# High antithyroglobulin ab and high Thyroid Peroxidase TPO



## Poppie

Does a high antithyroglobulin ab result coupled with a high TPO result ever indicate anything other than Graves Disease?

(TSH is low and ATD treatment for Graves has begun.)


----------



## Andros

Poppie said:


> Does a high antithyroglobulin ab result coupled with a high TPO result ever indicate anything other than Graves Disease?
> 
> (TSH is low and ATD treatment for Graves has begun.)

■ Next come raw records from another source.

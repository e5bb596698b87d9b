use std::collections::HashMap;
use std::sync::Arc;
use urania::aspects::{AspectKind, ChartPoint};
use urania::chart::{ChartError, Coordinate, InputError};
use urania::ephemeris::{BodyPosition, EphemerisError, HouseFrame, HouseSystem};
use urania::time::{julian_day, JulianDay};
use urania::western::{Locale, ZodiacSign};
use urania::{Body, BirthRequest, ChartAssembler, ChartSettings, EphemerisProvider, IanaTimezones};

/// Provider answering from fixed tables regardless of the moment asked.
struct FixedEphemeris {
    bodies: HashMap<Body, BodyPosition>,
    frame: Option<HouseFrame>,
}

impl EphemerisProvider for FixedEphemeris {
    fn position(&self, julian_day: JulianDay, body: Body) -> Result<BodyPosition, EphemerisError> {
        self.bodies
            .get(&body)
            .copied()
            .ok_or(EphemerisError::CalculationFailed {
                body,
                julian_day: julian_day.value(),
                message: "no data for body".to_string(),
            })
    }

    fn houses(
        &self,
        _julian_day: JulianDay,
        latitude: f64,
        _longitude: f64,
        system: HouseSystem,
    ) -> Result<HouseFrame, EphemerisError> {
        self.frame.ok_or(EphemerisError::HouseCalculationFailed {
            message: format!("{} houses undefined at latitude {}", system.name(), latitude),
        })
    }
}

fn position(longitude: f64, speed: f64) -> BodyPosition {
    BodyPosition {
        longitude,
        latitude: 0.0,
        distance: 1.0,
        speed,
    }
}

fn equal_frame(ascendant: f64, mc: f64) -> HouseFrame {
    let mut cusps = [0.0; 12];
    for (i, cusp) in cusps.iter_mut().enumerate() {
        *cusp = (ascendant + 30.0 * i as f64) % 360.0;
    }
    HouseFrame {
        cusps,
        ascendant,
        mc,
        vertex: 280.0,
    }
}

fn fixed_ephemeris() -> FixedEphemeris {
    let mut bodies = HashMap::new();
    bodies.insert(Body::Sun, position(10.0, 1.0));
    bodies.insert(Body::Moon, position(190.0, 13.0));
    bodies.insert(Body::Mars, position(123.4567891234, -0.5));
    FixedEphemeris {
        bodies,
        frame: Some(equal_frame(100.0, 10.0)),
    }
}

fn settings() -> ChartSettings {
    ChartSettings {
        bodies: vec![Body::Sun, Body::Moon, Body::Mars, Body::Chiron],
        ..ChartSettings::default()
    }
}

fn assembler_with(ephemeris: FixedEphemeris, settings: ChartSettings) -> ChartAssembler {
    ChartAssembler::new(Arc::new(ephemeris), Arc::new(IanaTimezones), settings)
}

fn request(date: &str, time: &str, timezone: &str) -> BirthRequest {
    BirthRequest {
        birth_date: Some(date.to_string()),
        birth_time: Some(time.to_string()),
        latitude: Some(Coordinate::Number(40.7128)),
        longitude: Some(Coordinate::Text("-74.0060".to_string())),
        timezone: Some(timezone.to_string()),
    }
}

#[test]
fn test_places_bodies_in_signs_and_houses() {
    let assembler = assembler_with(fixed_ephemeris(), settings());
    let chart = assembler
        .calculate(&request("1985-11-21", "03:09", "America/New_York"))
        .unwrap();

    let sun = chart.planet(Body::Sun).unwrap();
    assert_eq!(sun.placement.sign, ZodiacSign::Aries);
    assert_eq!(sun.sign_name, "Aries");
    assert_eq!(sun.house, 10);
    assert!(!sun.retrograde);

    let moon = chart.planet(Body::Moon).unwrap();
    assert_eq!(moon.placement.sign, ZodiacSign::Libra);
    assert_eq!(moon.house, 4);

    let mars = chart.planet(Body::Mars).unwrap();
    assert_eq!(mars.placement.sign, ZodiacSign::Leo);
    assert_eq!(mars.house, 1);
    assert!(mars.retrograde);

    assert_eq!(chart.houses.len(), 12);
    assert_eq!(chart.houses[0].label, "House 1 (Ascendant)");
    assert_eq!(chart.houses[0].placement.sign, ZodiacSign::Cancer);
    assert_eq!(chart.ascendant.placement.sign, ZodiacSign::Cancer);
    assert_eq!(chart.mc.placement.sign, ZodiacSign::Aries);
    assert_eq!(chart.vertex.placement.sign, ZodiacSign::Capricorn);
    assert_eq!(chart.house_system, HouseSystem::Placidus);
}

#[test]
fn test_failed_body_is_omitted_not_fatal() {
    let assembler = assembler_with(fixed_ephemeris(), settings());
    let chart = assembler
        .calculate(&request("1985-11-21", "03:09", "America/New_York"))
        .unwrap();

    assert_eq!(chart.planets.len(), 3);
    assert!(chart.planet(Body::Chiron).is_none());
    assert_eq!(chart.failed_bodies.len(), 1);
    assert_eq!(chart.failed_bodies[0].body, Body::Chiron);
    assert!(chart.failed_bodies[0].reason.contains("no data for body"));

    let outcome = assembler.resolve_bodies(JulianDay::J2000);
    assert_eq!(outcome.resolved.len(), 3);
    assert_eq!(outcome.failed.len(), 1);
}

#[test]
fn test_house_failure_aborts_chart() {
    let ephemeris = FixedEphemeris {
        frame: None,
        ..fixed_ephemeris()
    };
    let assembler = assembler_with(ephemeris, settings());

    let err = assembler
        .calculate(&request("1985-11-21", "03:09", "America/New_York"))
        .unwrap_err();

    assert!(matches!(err, ChartError::Houses(EphemerisError::HouseCalculationFailed { .. })));
    assert!(err.to_string().starts_with("Failed to calculate houses"));
}

#[test]
fn test_invalid_input_never_reaches_ephemeris() {
    let assembler = assembler_with(fixed_ephemeris(), settings());

    let mut missing = request("1985-11-21", "03:09", "UTC");
    missing.birth_date = None;
    assert_eq!(
        assembler.calculate(&missing).unwrap_err(),
        ChartError::Input(InputError::Missing("birthDate"))
    );

    let mut polar = request("1985-11-21", "03:09", "UTC");
    polar.latitude = Some(Coordinate::Number(91.0));
    assert!(matches!(
        assembler.calculate(&polar).unwrap_err(),
        ChartError::Input(InputError::OutOfRange { field: "latitude", .. })
    ));

    let bad_date = request("1985-13-21", "03:09", "UTC");
    assert!(matches!(
        assembler.calculate(&bad_date).unwrap_err(),
        ChartError::Input(InputError::InvalidDate(_))
    ));
}

#[test]
fn test_local_time_converted_to_utc() {
    let assembler = assembler_with(fixed_ephemeris(), settings());
    let chart = assembler
        .calculate(&request("1985-11-21", "03:09", "America/New_York"))
        .unwrap();

    let info = &chart.birth_info;
    assert_eq!(info.utc_time, "1985-11-21T08:09:00Z");
    assert_eq!(info.utc_offset_seconds, -5 * 3600);
    assert!(info.timezone_resolved);
    let expected = julian_day(1985, 11, 21, 8.0 + 9.0 / 60.0).value();
    assert!((info.julian_day - expected).abs() < 1e-9);
}

#[test]
fn test_summer_time_offset() {
    let assembler = assembler_with(fixed_ephemeris(), settings());
    let chart = assembler
        .calculate(&request("2020-07-04", "12:00", "America/New_York"))
        .unwrap();

    assert_eq!(chart.birth_info.utc_time, "2020-07-04T16:00:00Z");
    assert_eq!(chart.birth_info.utc_offset_seconds, -4 * 3600);
}

#[test]
fn test_unknown_zone_read_as_utc() {
    let assembler = assembler_with(fixed_ephemeris(), settings());
    let chart = assembler
        .calculate(&request("1985-11-21", "03:09", "Mars/Olympus_Mons"))
        .unwrap();

    assert_eq!(chart.birth_info.utc_time, "1985-11-21T03:09:00Z");
    assert_eq!(chart.birth_info.utc_offset_seconds, 0);
    assert!(!chart.birth_info.timezone_resolved);
}

#[test]
fn test_aspects_include_angles_in_order() {
    let assembler = assembler_with(fixed_ephemeris(), settings());
    let chart = assembler
        .calculate(&request("1985-11-21", "03:09", "America/New_York"))
        .unwrap();

    let found: Vec<(ChartPoint, ChartPoint, AspectKind)> = chart
        .aspects
        .iter()
        .map(|a| (a.planet1, a.planet2, a.aspect))
        .collect();
    assert_eq!(
        found,
        vec![
            (ChartPoint::Body(Body::Sun), ChartPoint::Body(Body::Moon), AspectKind::Opposition),
            (ChartPoint::Body(Body::Sun), ChartPoint::Body(Body::Mars), AspectKind::Trine),
            (ChartPoint::Body(Body::Sun), ChartPoint::Ascendant, AspectKind::Square),
            (ChartPoint::Body(Body::Sun), ChartPoint::Midheaven, AspectKind::Conjunction),
            (ChartPoint::Body(Body::Moon), ChartPoint::Ascendant, AspectKind::Square),
            (ChartPoint::Body(Body::Moon), ChartPoint::Midheaven, AspectKind::Opposition),
            (ChartPoint::Body(Body::Mars), ChartPoint::Midheaven, AspectKind::Trine),
        ]
    );

    let opposition = &chart.aspects[0];
    assert!(opposition.exact);
    assert_eq!(opposition.planet1_name, "Sun");
    assert_eq!(opposition.aspect_name, "Opposition");
    assert_eq!(chart.aspects[2].planet2_name, "Ascendant");
}

#[test]
fn test_json_output_is_rounded() {
    let assembler = assembler_with(fixed_ephemeris(), settings());
    let chart = assembler
        .calculate(&request("1985-11-21", "03:09", "America/New_York"))
        .unwrap();
    let json = serde_json::to_value(&chart).unwrap();

    let mars = &json["planets"][2];
    assert_eq!(mars["id"], "mars");
    assert_eq!(mars["longitude"].as_f64(), Some(123.456789));
    assert_eq!(mars["sign"], "leo");
    assert_eq!(mars["signName"], "Leo");
    assert_eq!(mars["retrograde"], true);

    // Sun-Mars trine is 6.5432... from exact
    let trine = &json["aspects"][1];
    assert_eq!(trine["planet1"], "sun");
    assert_eq!(trine["planet2"], "mars");
    assert_eq!(trine["aspect"], "trine");
    assert_eq!(trine["orb"].as_f64(), Some(6.54));

    assert_eq!(json["houseSystem"], "placidus");
    assert_eq!(json["failedBodies"][0]["body"], "chiron");
    assert_eq!(json["catalogueVersion"], "2024.1");
    assert_eq!(json["birthInfo"]["utcTime"], "1985-11-21T08:09:00Z");
}

#[test]
fn test_spanish_labels() {
    let assembler = assembler_with(fixed_ephemeris(), settings().with_locale(Locale::Es));
    let chart = assembler
        .calculate(&request("1985-11-21", "03:09", "America/New_York"))
        .unwrap();

    let sun = chart.planet(Body::Sun).unwrap();
    assert_eq!(sun.name, "Sol");
    assert_eq!(sun.sign_name, "Aries");
    assert_eq!(chart.planet(Body::Moon).unwrap().sign_name, "Libra");
    assert_eq!(chart.planet(Body::Mars).unwrap().name, "Marte");
    assert_eq!(chart.houses[0].label, "Casa 1 (Ascendente)");
    assert_eq!(chart.aspects[0].aspect_name, "Oposición");
    assert_eq!(chart.aspects[2].planet2_name, "Ascendente");
}

#[test]
fn test_raw_provider_values_are_normalized() {
    let mut bodies = HashMap::new();
    bodies.insert(Body::Sun, position(370.0, 1.0));
    let mut frame = equal_frame(100.0, 10.0);
    frame.ascendant = 460.0;
    frame.cusps[0] = -260.0;
    let ephemeris = FixedEphemeris {
        bodies,
        frame: Some(frame),
    };
    let settings = ChartSettings {
        bodies: vec![Body::Sun],
        ..ChartSettings::default()
    };
    let chart = assembler_with(ephemeris, settings)
        .calculate(&request("2000-01-01", "12:00", "UTC"))
        .unwrap();

    let sun = chart.planet(Body::Sun).unwrap();
    assert!((sun.longitude - 10.0).abs() < 1e-9);
    assert_eq!(sun.house, 10);
    assert!((chart.ascendant.longitude - 100.0).abs() < 1e-9);
    assert!((chart.houses[0].cusp - 100.0).abs() < 1e-9);
}

#[test]
fn test_lilith_optional() {
    let without = ChartSettings::default().with_lilith(false);
    assert!(!without.bodies.contains(&Body::Lilith));

    let with = ChartSettings::default().with_lilith(true);
    assert_eq!(with.bodies.last(), Some(&Body::Lilith));
}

Yes; I could suggest cancer and for that reason, I suggest a radioactive uptake scan. Have you had one?

Here is info.

What does the test result mean?

Mild to moderately elevated levels of thyroid antibodies may be found in a variety of thyroid and autoimmune disorders, such as thyroid cancer, Type 1 diabetes, rheumatoid arthritis, pernicious anemia, and autoimmune collagen vascular diseases. Significantly increased concentrations most frequently indicate thyroid autoimmune diseases such as Hashimoto's thyroiditis and Graves' disease.
http://www.labtestsonline.org/understanding/analytes/thyroid_antibodies/test.html

And

How is it used?
The thyroglobulin test is primarily used as a tumor marker to evaluate the effectiveness of treatment for thyroid cancer and to monitor for recurrence. Not every thyroid cancer will produce thyroglobulin, but the most common types, papillary and follicular thyroid cancer, frequently do, resulting in increased levels of thyroglobulin in the blood. Thyroglobulin may be ordered, along with a TSH test, prior to thyroid cancer treatment to determine whether the cancer is producing thyroglobulin. If it is, then the test can be ordered at intervals after treatment to monitor for cancer recurrence. Several thyroglobulin levels may be ordered over a period of time (serial samples) to look at the change in concentration. The change often provides more information than a single value. 
http://www.labtestsonline.org/understanding/analytes/thyroglobulin/test.html

I would urge you to read both references in their entirety.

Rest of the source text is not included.